# Anti-Spasmodics



## Guest (May 7, 2001)

Has anybody had luck with anti-spasmodics here? I'm thinking of using them when the spasms get really bad. Hypnotherapy has improved my condition but I think I need some additional help when my stomach starts spasming. Usually I'm okay now but sometimes my stomach will go into spasm and just start going insane and it's in these times that I need additional help. Eric, do you have any experience with anti-spasmodics? I think the combination of hypnotherapy and something else like this could really help me to master IBS.


----------



## Kathleen M. (Nov 16, 1999)

I find Levsin works pretty well for me.Levbid is a time-released formulation andLevsin SL or NuLev are sublinqual so they can be easily taken and work pretty quickly.K.------------------I have no financial, academic, or any other stake in any commercial product mentioned by me.My story and what worked for me in greatly easing my IBS: http://www.ibsgroup.org/ubb/Forum17/HTML/000015.html


----------



## wanderingstar (Dec 1, 1999)

Anti-spasmodics (Colofac etc) never did anything for me, but since doing the hypnotherapy, the spasms are milder, and the past few days I have found that Colofac does help a little.

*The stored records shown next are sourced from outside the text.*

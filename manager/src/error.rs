//! Error taxonomy for the manager.
//!
//! - [`ProtocolError`]: the orchestrator broke the contract. Fatal; no
//!   verdict can be trusted.
//! - [`ChannelError`]: an instance pipe failed. Recoverable; problem logic
//!   turns it into a score.
//! - [`ConfigError`]: rejected before any pipe is opened.

use std::io;

use thiserror::Error;

use crate::core::state::{HandshakeEvent, HandshakeState};
use crate::io::channel::Direction;

#[derive(Debug, Error)]
pub enum ChannelError {
    #[error("open {path} for {direction}: {source}")]
    Open {
        path: String,
        direction: Direction,
        #[source]
        source: io::Error,
    },
    #[error("channel {0} is closed")]
    Closed(String),
    #[error("end of stream on {0}")]
    Eof(String),
    #[error("broken pipe writing to {0}")]
    BrokenPipe(String),
    #[error("i/o error on {path}: {source}")]
    Io {
        path: String,
        #[source]
        source: io::Error,
    },
}

impl ChannelError {
    /// Classify an I/O error raised while writing to `path`.
    pub fn from_write(path: &str, err: io::Error) -> Self {
        if err.kind() == io::ErrorKind::BrokenPipe {
            ChannelError::BrokenPipe(path.to_string())
        } else {
            ChannelError::Io {
                path: path.to_string(),
                source: err,
            }
        }
    }

    pub fn is_broken_pipe(&self) -> bool {
        matches!(self, ChannelError::BrokenPipe(_))
    }
}

#[derive(Debug, Error)]
pub enum ProtocolError {
    #[error("expected {expected} from orchestrator, got {found}")]
    UnexpectedByte {
        expected: &'static str,
        found: String,
    },
    #[error("orchestrator closed the control channel during {0}")]
    UnexpectedEof(&'static str),
    #[error("malformed path on line {position}: {reason}")]
    MalformedPath { position: usize, reason: String },
    #[error("illegal {event:?} while {from}")]
    InvalidTransition {
        from: HandshakeState,
        event: HandshakeEvent,
    },
    #[error("control channel: {0}")]
    Control(#[from] ChannelError),
}

#[derive(Debug, Error)]
pub enum ConfigError {
    #[error("instance count {0} outside 1..=42")]
    InstanceCount(usize),
    #[error("{0} must be > 0")]
    Zero(&'static str),
    #[error("instance paths must come in (inbound, outbound) pairs, got {0} paths")]
    UnpairedPaths(usize),
    #[error("{0} requires a negotiated session")]
    NotNegotiated(&'static str),
    #[error("trace requires log_file; stderr is reserved for the verdict")]
    TraceWithoutLogFile,
}

/// Failure reported by a [`crate::collab::TokenService`].
#[derive(Debug, Error)]
pub enum CheckError {
    #[error("missing token {0}")]
    Missing(String),
    #[error("{name}: {value:?} is not an integer")]
    NotInteger { name: String, value: String },
    #[error("{name} = {value} outside [{low}, {high}]")]
    OutOfBounds {
        name: String,
        value: i64,
        low: i64,
        high: i64,
    },
}

#[derive(Debug, Error)]
pub enum VerdictError {
    #[error("verdict already emitted")]
    AlreadyEmitted,
    #[error("write verdict: {0}")]
    Io(#[from] io::Error),
}

/// Everything a [`crate::session::Session`] operation can fail with.
#[derive(Debug, Error)]
pub enum SessionError {
    #[error(transparent)]
    Protocol(#[from] ProtocolError),
    #[error(transparent)]
    Channel(#[from] ChannelError),
    #[error(transparent)]
    Config(#[from] ConfigError),
    #[error(transparent)]
    Verdict(#[from] VerdictError),
    #[error(transparent)]
    Check(#[from] CheckError),
    #[error("orchestrator refused to continue")]
    Aborted,
    #[error("instances were killed")]
    InstancesKilled,
    #[error("invalid session state: {0}")]
    InvalidState(&'static str),
}

impl SessionError {
    /// Only protocol violations escape without a verdict.
    pub fn is_fatal(&self) -> bool {
        matches!(self, SessionError::Protocol(_))
    }
}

Not a lot, but a little.susan


----------



## eric (Jul 8, 1999)

Victor, sorry I thought I responded to this, but it must have been on the discussion forum. I have had experience with almost all the anti-spasmatics.I think if I were to take one again it would be levsin only when needed.------------------Moderator of the Cognitive Behavioral Therapy, Anxiety and Hypnotherapy forumI work with Mike and the IBS Audio Program. www.ibshealth.com www.ibsaudioprogram.com


----------



## wanderingstar (Dec 1, 1999)

K or eric, what is the active ingredient in Levsin? Is it OTC or script only?


----------



## cookies4marilyn (Jun 30, 2000)

Susan...I just happened to see your question..Levsin is the trade name for hyoscyamine sulfate. Other trade names for this antispasmotic/anticholinergic are Anaspaz, Cystispaz, Levsinex and Neoquess. All of these are scripts only. (Not OTC) At least in the US.I have been on every anti-spasmotic and anticholinergic that there is. Levsin Sub-lingual is minimally effective, or does nothing at all. None of the others did anything at all. Using the hypnotherapy seems to be more effective than any of these meds. At least that is the case for me!!


----------



## Rosy (May 4, 2000)

Levsin really works for me. Levbid also. I use as needed. Also take caltrate daily and am doing the tapes. The combination has really helped me get a handle on my IBS.


----------



## BQ (May 22, 2000)

Librax worked somewhat well for me. However I think the hypno is working better. BQ


----------



## Guest (May 21, 2001)

Bentyl doesn't really seem to do much for me in terms of improving the pain. I find peppermint oil much more effective and it doesn't have any side effects whereas Bentyl makes me feel like a zombie. Also listening to my favourite hypno tape is good for wiping out pain when I experience a bad episode. Side number 2 is my favourite and I always feel refreshed and energetic after listening to it. I don't know why but the other tapes don't seem to be quite as relaxing whereas side 2 seems to give me the biggest boost.


----------



## wanderingstar (Dec 1, 1999)

Thank you for the very helpful info marilyn.Glad I'm not the only one who has found them either ineffective or virtually ineffective.


----------